#### EXERCISE INSTRUCTIONS
The answer should consist of every line in the material below that has the word "parent".

------------------------------------------------------------

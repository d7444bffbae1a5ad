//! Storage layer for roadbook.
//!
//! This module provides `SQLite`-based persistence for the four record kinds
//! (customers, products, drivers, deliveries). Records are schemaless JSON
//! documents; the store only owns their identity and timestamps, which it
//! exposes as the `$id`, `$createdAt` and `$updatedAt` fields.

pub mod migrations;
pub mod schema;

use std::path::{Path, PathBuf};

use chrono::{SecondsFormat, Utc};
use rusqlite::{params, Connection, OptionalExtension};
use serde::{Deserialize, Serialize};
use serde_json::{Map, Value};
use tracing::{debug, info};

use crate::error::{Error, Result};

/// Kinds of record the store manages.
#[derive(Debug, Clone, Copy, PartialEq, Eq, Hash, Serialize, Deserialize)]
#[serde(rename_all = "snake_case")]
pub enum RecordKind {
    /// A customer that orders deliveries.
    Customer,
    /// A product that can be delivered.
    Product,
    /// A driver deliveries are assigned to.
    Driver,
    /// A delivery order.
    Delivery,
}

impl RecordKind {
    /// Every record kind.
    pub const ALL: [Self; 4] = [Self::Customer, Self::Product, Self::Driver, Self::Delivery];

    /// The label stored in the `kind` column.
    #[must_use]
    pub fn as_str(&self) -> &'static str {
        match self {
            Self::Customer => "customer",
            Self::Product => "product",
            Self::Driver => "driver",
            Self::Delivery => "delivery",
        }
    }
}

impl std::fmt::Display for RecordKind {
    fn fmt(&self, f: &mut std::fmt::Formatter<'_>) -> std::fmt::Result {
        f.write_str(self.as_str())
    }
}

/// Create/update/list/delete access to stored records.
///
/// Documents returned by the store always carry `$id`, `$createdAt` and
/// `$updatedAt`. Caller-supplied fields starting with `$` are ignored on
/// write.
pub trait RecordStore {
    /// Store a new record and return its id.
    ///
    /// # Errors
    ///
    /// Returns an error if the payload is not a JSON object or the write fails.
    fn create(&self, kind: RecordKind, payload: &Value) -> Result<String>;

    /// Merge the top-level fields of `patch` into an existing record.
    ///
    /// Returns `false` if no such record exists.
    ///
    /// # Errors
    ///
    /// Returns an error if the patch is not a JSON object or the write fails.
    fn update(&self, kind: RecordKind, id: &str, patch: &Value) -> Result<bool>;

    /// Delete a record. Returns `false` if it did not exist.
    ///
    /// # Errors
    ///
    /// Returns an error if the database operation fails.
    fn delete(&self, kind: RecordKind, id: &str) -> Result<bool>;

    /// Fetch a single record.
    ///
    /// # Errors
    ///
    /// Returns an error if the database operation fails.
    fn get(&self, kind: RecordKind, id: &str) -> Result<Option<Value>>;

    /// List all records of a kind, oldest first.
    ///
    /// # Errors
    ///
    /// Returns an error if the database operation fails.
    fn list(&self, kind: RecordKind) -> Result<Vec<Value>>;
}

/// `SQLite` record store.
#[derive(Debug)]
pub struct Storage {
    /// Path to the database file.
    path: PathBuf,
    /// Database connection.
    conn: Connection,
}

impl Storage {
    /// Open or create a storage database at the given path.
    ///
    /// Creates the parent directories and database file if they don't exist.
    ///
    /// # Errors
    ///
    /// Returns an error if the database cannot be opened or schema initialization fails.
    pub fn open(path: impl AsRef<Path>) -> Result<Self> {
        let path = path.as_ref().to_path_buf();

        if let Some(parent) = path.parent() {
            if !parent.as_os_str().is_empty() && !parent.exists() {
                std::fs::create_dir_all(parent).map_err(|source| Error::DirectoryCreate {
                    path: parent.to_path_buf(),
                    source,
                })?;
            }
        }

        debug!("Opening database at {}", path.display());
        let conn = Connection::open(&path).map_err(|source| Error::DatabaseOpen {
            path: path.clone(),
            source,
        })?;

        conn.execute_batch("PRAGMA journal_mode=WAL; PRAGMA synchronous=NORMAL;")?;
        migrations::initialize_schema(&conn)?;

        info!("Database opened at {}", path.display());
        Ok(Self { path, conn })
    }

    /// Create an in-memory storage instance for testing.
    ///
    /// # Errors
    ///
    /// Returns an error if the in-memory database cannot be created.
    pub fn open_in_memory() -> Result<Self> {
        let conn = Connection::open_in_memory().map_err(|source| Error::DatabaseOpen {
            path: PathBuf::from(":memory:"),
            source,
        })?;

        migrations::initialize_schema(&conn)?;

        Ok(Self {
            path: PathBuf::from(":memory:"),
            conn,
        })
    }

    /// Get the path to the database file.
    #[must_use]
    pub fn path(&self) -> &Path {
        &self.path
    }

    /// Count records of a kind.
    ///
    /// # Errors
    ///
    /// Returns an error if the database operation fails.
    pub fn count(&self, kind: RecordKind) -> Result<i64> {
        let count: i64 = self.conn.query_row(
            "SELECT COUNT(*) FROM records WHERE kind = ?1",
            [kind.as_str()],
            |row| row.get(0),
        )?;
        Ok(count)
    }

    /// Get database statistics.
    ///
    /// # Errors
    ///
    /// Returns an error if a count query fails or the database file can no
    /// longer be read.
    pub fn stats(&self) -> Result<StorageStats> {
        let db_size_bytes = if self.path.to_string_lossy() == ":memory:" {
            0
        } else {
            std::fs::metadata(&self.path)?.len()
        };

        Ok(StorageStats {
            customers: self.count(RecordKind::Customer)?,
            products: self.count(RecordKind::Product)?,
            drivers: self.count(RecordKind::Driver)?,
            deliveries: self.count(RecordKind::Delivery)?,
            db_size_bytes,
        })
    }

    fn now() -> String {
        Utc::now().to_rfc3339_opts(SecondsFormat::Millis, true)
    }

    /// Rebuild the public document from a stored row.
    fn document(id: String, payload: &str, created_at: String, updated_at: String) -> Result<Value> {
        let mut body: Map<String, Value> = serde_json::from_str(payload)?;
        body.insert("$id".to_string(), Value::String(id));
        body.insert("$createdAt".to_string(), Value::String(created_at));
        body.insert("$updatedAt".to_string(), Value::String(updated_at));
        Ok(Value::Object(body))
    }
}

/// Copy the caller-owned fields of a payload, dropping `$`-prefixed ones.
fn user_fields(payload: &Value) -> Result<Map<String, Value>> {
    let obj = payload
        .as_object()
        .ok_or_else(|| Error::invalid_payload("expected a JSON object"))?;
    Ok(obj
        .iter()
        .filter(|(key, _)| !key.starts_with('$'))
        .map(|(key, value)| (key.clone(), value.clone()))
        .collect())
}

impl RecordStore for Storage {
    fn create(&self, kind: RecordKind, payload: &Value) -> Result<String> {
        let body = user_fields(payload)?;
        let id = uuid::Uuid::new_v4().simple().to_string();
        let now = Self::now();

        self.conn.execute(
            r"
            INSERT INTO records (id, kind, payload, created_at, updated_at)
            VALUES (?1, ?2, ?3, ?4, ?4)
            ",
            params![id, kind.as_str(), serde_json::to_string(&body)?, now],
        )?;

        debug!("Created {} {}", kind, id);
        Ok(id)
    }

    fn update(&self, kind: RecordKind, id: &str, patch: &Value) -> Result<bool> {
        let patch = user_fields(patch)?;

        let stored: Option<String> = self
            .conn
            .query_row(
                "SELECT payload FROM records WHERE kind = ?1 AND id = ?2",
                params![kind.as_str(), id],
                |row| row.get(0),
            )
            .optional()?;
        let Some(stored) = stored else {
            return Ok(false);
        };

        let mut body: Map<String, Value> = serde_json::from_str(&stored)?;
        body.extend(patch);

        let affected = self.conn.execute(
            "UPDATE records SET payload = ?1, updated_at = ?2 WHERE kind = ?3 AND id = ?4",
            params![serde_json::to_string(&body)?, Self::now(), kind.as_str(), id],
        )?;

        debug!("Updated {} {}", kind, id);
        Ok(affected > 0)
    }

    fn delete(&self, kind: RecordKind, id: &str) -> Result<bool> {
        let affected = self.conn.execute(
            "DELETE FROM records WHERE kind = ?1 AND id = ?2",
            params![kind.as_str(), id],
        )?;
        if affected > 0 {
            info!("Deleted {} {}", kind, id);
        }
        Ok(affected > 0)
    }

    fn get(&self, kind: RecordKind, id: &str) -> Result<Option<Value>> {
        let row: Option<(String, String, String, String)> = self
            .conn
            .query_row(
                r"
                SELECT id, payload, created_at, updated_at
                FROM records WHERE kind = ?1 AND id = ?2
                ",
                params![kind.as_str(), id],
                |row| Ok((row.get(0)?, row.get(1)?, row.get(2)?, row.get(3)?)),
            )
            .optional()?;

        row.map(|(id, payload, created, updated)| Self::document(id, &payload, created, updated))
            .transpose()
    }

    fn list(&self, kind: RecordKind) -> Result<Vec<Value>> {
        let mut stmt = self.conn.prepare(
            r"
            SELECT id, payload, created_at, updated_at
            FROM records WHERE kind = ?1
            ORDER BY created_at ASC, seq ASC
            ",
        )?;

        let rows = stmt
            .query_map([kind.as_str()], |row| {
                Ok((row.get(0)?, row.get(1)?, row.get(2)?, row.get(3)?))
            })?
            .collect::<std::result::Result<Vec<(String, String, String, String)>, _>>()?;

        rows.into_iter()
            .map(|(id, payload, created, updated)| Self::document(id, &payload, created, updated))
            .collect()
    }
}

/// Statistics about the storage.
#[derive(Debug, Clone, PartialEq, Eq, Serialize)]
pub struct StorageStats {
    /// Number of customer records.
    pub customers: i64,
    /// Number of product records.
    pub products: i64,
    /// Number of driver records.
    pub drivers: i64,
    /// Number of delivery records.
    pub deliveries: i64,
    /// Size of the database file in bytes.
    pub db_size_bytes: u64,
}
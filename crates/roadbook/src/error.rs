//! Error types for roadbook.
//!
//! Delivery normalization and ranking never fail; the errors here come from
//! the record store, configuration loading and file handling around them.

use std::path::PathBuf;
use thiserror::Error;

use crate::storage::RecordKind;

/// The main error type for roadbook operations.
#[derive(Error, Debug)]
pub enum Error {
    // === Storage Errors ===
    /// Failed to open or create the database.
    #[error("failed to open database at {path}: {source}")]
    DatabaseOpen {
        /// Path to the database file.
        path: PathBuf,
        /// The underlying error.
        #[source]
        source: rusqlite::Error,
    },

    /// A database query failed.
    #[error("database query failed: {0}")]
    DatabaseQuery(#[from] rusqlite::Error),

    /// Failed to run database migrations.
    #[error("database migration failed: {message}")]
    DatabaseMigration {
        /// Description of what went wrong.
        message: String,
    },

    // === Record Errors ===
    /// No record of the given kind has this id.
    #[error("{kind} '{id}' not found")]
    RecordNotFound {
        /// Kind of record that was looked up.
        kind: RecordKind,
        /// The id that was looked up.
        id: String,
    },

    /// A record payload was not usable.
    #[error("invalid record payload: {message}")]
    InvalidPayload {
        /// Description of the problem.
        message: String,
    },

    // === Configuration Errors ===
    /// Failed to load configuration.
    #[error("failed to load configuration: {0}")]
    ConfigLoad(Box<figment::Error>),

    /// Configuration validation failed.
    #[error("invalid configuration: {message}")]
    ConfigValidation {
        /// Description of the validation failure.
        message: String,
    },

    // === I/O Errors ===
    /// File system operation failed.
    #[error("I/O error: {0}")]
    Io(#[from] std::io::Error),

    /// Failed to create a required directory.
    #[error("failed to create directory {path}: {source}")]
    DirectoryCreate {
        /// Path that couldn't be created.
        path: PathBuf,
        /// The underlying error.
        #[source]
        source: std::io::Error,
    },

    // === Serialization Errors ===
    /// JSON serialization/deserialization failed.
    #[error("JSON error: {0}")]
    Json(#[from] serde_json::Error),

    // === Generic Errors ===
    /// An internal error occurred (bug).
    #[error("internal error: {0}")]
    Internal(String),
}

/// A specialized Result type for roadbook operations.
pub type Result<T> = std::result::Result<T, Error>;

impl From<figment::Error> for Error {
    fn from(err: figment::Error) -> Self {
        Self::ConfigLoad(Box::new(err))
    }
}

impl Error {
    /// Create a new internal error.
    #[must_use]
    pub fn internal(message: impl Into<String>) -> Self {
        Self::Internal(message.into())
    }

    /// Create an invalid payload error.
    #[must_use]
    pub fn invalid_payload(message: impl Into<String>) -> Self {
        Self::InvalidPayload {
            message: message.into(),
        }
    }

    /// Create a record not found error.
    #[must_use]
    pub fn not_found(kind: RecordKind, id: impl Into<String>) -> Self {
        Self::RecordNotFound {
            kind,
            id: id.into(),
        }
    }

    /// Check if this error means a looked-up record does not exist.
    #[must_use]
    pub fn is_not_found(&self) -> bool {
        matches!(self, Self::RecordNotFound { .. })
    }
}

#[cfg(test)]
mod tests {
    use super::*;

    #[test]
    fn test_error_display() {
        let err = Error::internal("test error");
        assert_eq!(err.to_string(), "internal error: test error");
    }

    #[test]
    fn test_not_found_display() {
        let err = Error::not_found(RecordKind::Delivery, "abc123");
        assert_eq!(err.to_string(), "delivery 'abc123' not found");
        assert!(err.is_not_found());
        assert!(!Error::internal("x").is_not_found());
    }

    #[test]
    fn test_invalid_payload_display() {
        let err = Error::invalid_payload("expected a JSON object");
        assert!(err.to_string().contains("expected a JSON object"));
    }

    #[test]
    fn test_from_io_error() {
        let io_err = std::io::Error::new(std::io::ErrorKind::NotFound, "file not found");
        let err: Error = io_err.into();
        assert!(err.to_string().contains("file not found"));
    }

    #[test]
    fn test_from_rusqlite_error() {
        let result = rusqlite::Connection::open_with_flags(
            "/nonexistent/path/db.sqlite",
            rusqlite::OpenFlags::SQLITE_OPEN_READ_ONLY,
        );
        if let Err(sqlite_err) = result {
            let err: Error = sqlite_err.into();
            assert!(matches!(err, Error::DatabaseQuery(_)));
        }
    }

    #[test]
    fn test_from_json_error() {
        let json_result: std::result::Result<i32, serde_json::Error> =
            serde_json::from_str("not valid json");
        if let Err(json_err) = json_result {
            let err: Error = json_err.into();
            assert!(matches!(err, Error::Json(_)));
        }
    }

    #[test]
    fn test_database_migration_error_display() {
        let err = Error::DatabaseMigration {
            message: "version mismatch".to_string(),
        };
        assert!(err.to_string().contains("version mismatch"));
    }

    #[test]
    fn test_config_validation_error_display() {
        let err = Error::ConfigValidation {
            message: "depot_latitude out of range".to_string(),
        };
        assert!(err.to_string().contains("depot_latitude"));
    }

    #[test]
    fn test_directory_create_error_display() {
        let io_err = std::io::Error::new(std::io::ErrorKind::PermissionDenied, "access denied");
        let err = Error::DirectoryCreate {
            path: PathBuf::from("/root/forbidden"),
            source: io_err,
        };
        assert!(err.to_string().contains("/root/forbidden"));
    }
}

------------------------------------------------------------

#### RESPONSE TO THE EXERCISE
    /// Creates the parent directories and database file if they don't exist.
        if let Some(parent) = path.parent() {
            if !parent.as_os_str().is_empty() && !parent.exists() {
                std::fs::create_dir_all(parent).map_err(|source| Error::DirectoryCreate {
                    path: parent.to_path_buf(),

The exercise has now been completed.